If it wins the auction, it's rendered to the customer.
Google doesn't say "Here's the list of our customers, and who they are, let me know who you want to send ads to".
I'm a non-Googler who has spent a lot of time around media analytics, and I'll make the same insistence that that is a true and important statement.
Google is a one way mirror. They will suck in as much data as you want to give them about people, but it's virtually impossible to pry any info out of Google that's at an individual and identifiable level. Only aggregated performance information is exposed to advertisers, and the ability to mix and match targeting criteria based off of those dimensions that they expose.
Even with their enterprise marketing products like DoubleClick you can't pry out individual-level data. DoubleClick customers used to be able to export an anonymous ID, so they could use independent third-parties to consolidate conversion and impression data and measure attribution across complex marketing campaigns. But even that isn't possible anymore, due to GDPR concerns[1].
The closest they now get to "sharing" user data is Ads Data Hub[2]. And by sharing, I mean they expect you to share all of your data from outside of Google, which Google will then connect to their data and allow you the privilege of running aggregated queries. But they actually keep their side of the data firewalled off, and it's not human readable or accessible at the row level, only in rollup queries.
In the ad world, I can assure you they are far more protective of user data than most anyone else. The size, effectiveness, and dominance of their marketing channels afford them the ability to take that position without it materially impacting advertiser spending. Very few advertisers take such active measures to insulate exposure of user data from advertisers. And for many that do invest resources in such endeavors, it doesn't mean that they don't provide user data to advertisers. It just means that they don't provide it for free anymore.
Sorry, I should have phrased that differently. I'm not doubting the factual accuracy of your account. I guess I'm not sure why this is supposed to be reassuring?
Oh, don't worry, only the most data-hungry machine ever built has your data.
Ha! I completely understand and agree with that viewpoint.
It's only mildly reassuring to me relative to how loose I know most providers are with leaking user data. And because, having interacted with it from the advertiser side, I can tell that they not only recognize the long term value in protecting user data, but that they also invest the resources to design their systems and processes with that fundamental premise in mind.
Conversely, I also recognize just how much they do know about me, and just how privileged of a position they're able to take due to their market-dictating scale. The thought of their growth ever stalling terrifies me, since it can give them cause to re-evaluate that fundamental premise if they ever need to shore up their numbers.

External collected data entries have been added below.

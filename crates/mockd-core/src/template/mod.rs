//! Template engine for response bodies, headers and streaming scripts
//!
//! Placeholders parse to a token tree once per distinct template string
//! (process-wide cache); per-request rendering walks the tree against a
//! [`TemplateContext`]. Errors are data: a token that cannot resolve renders
//! as the empty string with a warning, and rendering never panics.

pub mod faker;

use crate::events::RequestSnapshot;
use crate::sequence::SequenceStore;
use crate::state::StatefulStore;
use faker::FakerKind;
use once_cell::sync::Lazy;
use parking_lot::Mutex;
use rand::Rng;
use std::collections::HashMap;
use std::sync::Arc;
use tracing::warn;

/// One parsed placeholder
#[derive(Debug, Clone, PartialEq)]
pub enum Token {
    Uuid,
    UuidShort,
    Now,
    NowUnix,
    RandInt { min: i64, max: i64 },
    RandString { len: usize },
    Seq { name: String },
    MockId,
    RequestMethod,
    RequestPath,
    PathParam { name: String },
    Query { name: String },
    Header { name: String },
    Body,
    BodyPath { path: String },
    ClientCertCn,
    ClientCertSanDns,
    ClientCertSanIp,
    ClientCertSanUri,
    State {
        resource: String,
        id: String,
        field: String,
    },
    Faker(FakerKind),
    Unknown(String),
}

#[derive(Debug, Clone, PartialEq)]
enum Segment {
    Literal(String),
    Token(Token),
}

/// A parsed template: literal runs interleaved with tokens
#[derive(Debug, Clone, PartialEq)]
pub struct Template {
    segments: Vec<Segment>,
}

static COMPILE_CACHE: Lazy<Mutex<HashMap<String, Arc<Template>>>> =
    Lazy::new(|| Mutex::new(HashMap::new()));

const COMPILE_CACHE_CAP: usize = 4096;

impl Template {
    /// Parse a template string. Parsing never fails; malformed or unknown
    /// placeholders become [`Token::Unknown`] and render empty.
    pub fn parse(input: &str) -> Self {
        let mut segments = Vec::new();
        let mut rest = input;
        while let Some(start) = rest.find("{{") {
            let (literal, after) = rest.split_at(start);
            if !literal.is_empty() {
                segments.push(Segment::Literal(literal.to_string()));
            }
            match after[2..].find("}}") {
                Some(end) => {
                    let raw = after[2..2 + end].trim();
                    segments.push(Segment::Token(parse_token(raw)));
                    rest = &after[2 + end + 2..];
                }
                None => {
                    // Unterminated opener is literal text
                    segments.push(Segment::Literal(after.to_string()));
                    rest = "";
                }
            }
        }
        if !rest.is_empty() {
            segments.push(Segment::Literal(rest.to_string()));
        }
        Self { segments }
    }

    /// Parse through the process-wide cache, so each distinct template
    /// string is compiled once regardless of request volume.
    pub fn compile(input: &str) -> Arc<Self> {
        let mut cache = COMPILE_CACHE.lock();
        if let Some(compiled) = cache.get(input) {
            return Arc::clone(compiled);
        }
        if cache.len() >= COMPILE_CACHE_CAP {
            cache.clear();
        }
        let compiled = Arc::new(Self::parse(input));
        cache.insert(input.to_string(), Arc::clone(&compiled));
        compiled
    }

    /// True if the template is a single literal run with no tokens
    pub fn is_literal(&self) -> bool {
        self.segments
            .iter()
            .all(|s| matches!(s, Segment::Literal(_)))
    }

    /// Render against the context. Unresolvable tokens render empty.
    pub async fn render(&self, ctx: &TemplateContext<'_>) -> String {
        let mut out = String::new();
        for segment in &self.segments {
            match segment {
                Segment::Literal(text) => out.push_str(text),
                Segment::Token(token) => out.push_str(&render_token(token, ctx).await),
            }
        }
        out
    }
}

fn parse_token(raw: &str) -> Token {
    let mut words = raw.split_whitespace();
    let head = words.next().unwrap_or("");
    let args: Vec<&str> = words.collect();

    match (head, args.as_slice()) {
        ("uuid", []) => Token::Uuid,
        ("uuid.short", []) => Token::UuidShort,
        ("now", []) => Token::Now,
        ("now.unix", []) => Token::NowUnix,
        ("mock.id", []) => Token::MockId,
        ("randInt", [min, max]) => match (min.parse(), max.parse()) {
            (Ok(min), Ok(max)) => Token::RandInt { min, max },
            _ => Token::Unknown(raw.to_string()),
        },
        ("randString", [len]) => match len.parse() {
            Ok(len) => Token::RandString { len },
            Err(_) => Token::Unknown(raw.to_string()),
        },
        ("seq", [name]) => Token::Seq {
            name: (*name).to_string(),
        },
        ("request.method", []) => Token::RequestMethod,
        ("request.path", []) => Token::RequestPath,
        ("request.body", []) => Token::Body,
        ("client.cert.cn", []) => Token::ClientCertCn,
        ("client.cert.san.dns", []) => Token::ClientCertSanDns,
        ("client.cert.san.ip", []) => Token::ClientCertSanIp,
        ("client.cert.san.uri", []) => Token::ClientCertSanUri,
        _ if args.is_empty() => parse_dotted(head, raw),
        _ => Token::Unknown(raw.to_string()),
    }
}

fn parse_dotted(head: &str, raw: &str) -> Token {
    if let Some(path) = head.strip_prefix("request.body.") {
        return Token::BodyPath {
            path: path.to_string(),
        };
    }
    if let Some(name) = head.strip_prefix("request.path.") {
        return Token::PathParam {
            name: name.to_string(),
        };
    }
    if let Some(name) = head.strip_prefix("request.query.") {
        return Token::Query {
            name: name.to_string(),
        };
    }
    if let Some(name) = head.strip_prefix("request.header.") {
        return Token::Header {
            name: name.to_string(),
        };
    }
    if let Some(kind) = head.strip_prefix("faker.") {
        return match FakerKind::parse(kind) {
            Some(kind) => Token::Faker(kind),
            None => Token::Unknown(raw.to_string()),
        };
    }
    if let Some(rest) = head.strip_prefix("state.") {
        let parts: Vec<&str> = rest.splitn(3, '.').collect();
        if let [resource, id, field] = parts.as_slice() {
            return Token::State {
                resource: (*resource).to_string(),
                id: (*id).to_string(),
                field: (*field).to_string(),
            };
        }
    }
    Token::Unknown(raw.to_string())
}

/// Everything a render can resolve against
#[derive(Clone, Default)]
pub struct TemplateContext<'a> {
    pub snapshot: Option<&'a RequestSnapshot>,
    pub mock_id: &'a str,
    pub sequences: Option<&'a SequenceStore>,
    /// Read-only access into the stateful store
    pub state: Option<&'a StatefulStore>,
}

impl<'a> TemplateContext<'a> {
    pub fn for_request(snapshot: &'a RequestSnapshot, mock_id: &'a str) -> Self {
        Self {
            snapshot: Some(snapshot),
            mock_id,
            sequences: None,
            state: None,
        }
    }

    pub fn with_sequences(mut self, sequences: &'a SequenceStore) -> Self {
        self.sequences = Some(sequences);
        self
    }

    pub fn with_state(mut self, state: &'a StatefulStore) -> Self {
        self.state = Some(state);
        self
    }
}

async fn render_token(token: &Token, ctx: &TemplateContext<'_>) -> String {
    match token {
        Token::Uuid => uuid::Uuid::new_v4().to_string(),
        Token::UuidShort => {
            let id = uuid::Uuid::new_v4().simple().to_string();
            id[..8].to_string()
        }
        Token::Now => chrono::Utc::now().to_rfc3339_opts(chrono::SecondsFormat::Secs, true),
        Token::NowUnix => chrono::Utc::now().timestamp().to_string(),
        Token::RandInt { min, max } => {
            if min > max {
                warn!(min, max, "randInt range inverted, rendering empty");
                return String::new();
            }
            let mut rng = rand::rng();
            rng.random_range(*min..=*max).to_string()
        }
        Token::RandString { len } => {
            const ALPHABET: &[u8] = b"abcdefghijklmnopqrstuvwxyzABCDEFGHIJKLMNOPQRSTUVWXYZ0123456789";
            let mut rng = rand::rng();
            (0..*len)
                .map(|_| ALPHABET[rng.random_range(0..ALPHABET.len())] as char)
                .collect()
        }
        Token::Seq { name } => match ctx.sequences {
            Some(sequences) => sequences.next(name).to_string(),
            None => String::new(),
        },
        Token::MockId => ctx.mock_id.to_string(),
        Token::RequestMethod => ctx
            .snapshot
            .map(|s| s.method.clone())
            .unwrap_or_default(),
        Token::RequestPath => ctx.snapshot.map(|s| s.path.clone()).unwrap_or_default(),
        Token::PathParam { name } => ctx
            .snapshot
            .and_then(|s| s.path_params.get(name).cloned())
            .unwrap_or_default(),
        Token::Query { name } => ctx
            .snapshot
            .and_then(|s| s.query.get(name).cloned())
            .unwrap_or_default(),
        Token::Header { name } => ctx
            .snapshot
            .and_then(|s| s.header(name).map(str::to_string))
            .unwrap_or_default(),
        Token::Body => ctx.snapshot.and_then(|s| s.body_text()).unwrap_or_default(),
        Token::BodyPath { path } => render_body_path(path, ctx),
        Token::ClientCertCn => ctx
            .snapshot
            .and_then(|s| s.client_cert.as_ref())
            .and_then(|c| c.common_name.clone())
            .unwrap_or_default(),
        Token::ClientCertSanDns => cert_list(ctx, |c| &c.san_dns),
        Token::ClientCertSanIp => cert_list(ctx, |c| &c.san_ip),
        Token::ClientCertSanUri => cert_list(ctx, |c| &c.san_uri),
        Token::State {
            resource,
            id,
            field,
        } => match ctx.state {
            Some(state) => state
                .read_field(resource, id, field)
                .await
                .map(|v| json_to_text(&v))
                .unwrap_or_default(),
            None => String::new(),
        },
        Token::Faker(kind) => faker::generate(*kind),
        Token::Unknown(raw) => {
            warn!(token = %raw, "unknown template placeholder, rendering empty");
            String::new()
        }
    }
}

fn cert_list<'a>(
    ctx: &'a TemplateContext<'_>,
    pick: impl Fn(&'a crate::events::ClientCertInfo) -> &'a Vec<String>,
) -> String {
    ctx.snapshot
        .and_then(|s| s.client_cert.as_ref())
        .map(|c| pick(c).join(","))
        .unwrap_or_default()
}

fn render_body_path(path: &str, ctx: &TemplateContext<'_>) -> String {
    let Some(body) = ctx.snapshot.and_then(RequestSnapshot::body_json) else {
        return String::new();
    };
    let Ok(selector) = jsonpath::Selector::new(path) else {
        warn!(path, "invalid JSONPath in template, rendering empty");
        return String::new();
    };
    selector
        .find(&body)
        .next()
        .map(json_to_text)
        .unwrap_or_default()
}

/// Strings render raw; everything else renders as compact JSON
pub fn json_to_text(value: &serde_json::Value) -> String {
    match value {
        serde_json::Value::String(s) => s.clone(),
        other => other.to_string(),
    }
}

/// Convenience: compile and render in one call
pub async fn render_str(input: &str, ctx: &TemplateContext<'_>) -> String {
    Template::compile(input).render(ctx).await
}

/// Recursively render every string leaf of a JSON document
pub fn render_json<'a>(
    value: &'a serde_json::Value,
    ctx: &'a TemplateContext<'a>,
) -> std::pin::Pin<Box<dyn std::future::Future<Output = serde_json::Value> + Send + 'a>> {
    Box::pin(async move {
        match value {
            serde_json::Value::String(s) => {
                serde_json::Value::String(render_str(s, ctx).await)
            }
            serde_json::Value::Array(items) => {
                let mut rendered = Vec::with_capacity(items.len());
                for item in items {
                    rendered.push(render_json(item, ctx).await);
                }
                serde_json::Value::Array(rendered)
            }
            serde_json::Value::Object(map) => {
                let mut rendered = serde_json::Map::with_capacity(map.len());
                for (key, item) in map {
                    rendered.insert(key.clone(), render_json(item, ctx).await);
                }
                serde_json::Value::Object(rendered)
            }
            other => other.clone(),
        }
    })
}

Pretty much. Here's to hoping for a long and profitable future for Google on it's current path. Because the alternative is too terrifying to contemplate.
I believe Apple just used their weight to declare that industry standard is, as we already know, anti-customer and anti-privacy. I suspect they’ve realized that beyond the iPhone and iPad, their biggest advantage is that they have history of respecting user privacy. Leaning into that when companies like Google literally can’t because spying on people is the core business model, is pretty smart.
I’ve seen them in action, these frameworks do way more. They record touches, delays between touches, sensor info, key logs, including mistypes. Watching the playback of the collected data against the backdrop of the app is like watching a remote desktop session.
Every big app collects analytics without such disclosure (and definitely no visual indicator). I honestly can't think of a counterexample.
If Apple's declaration is taken literally, this will have massive fallout on the analytics ecosystem.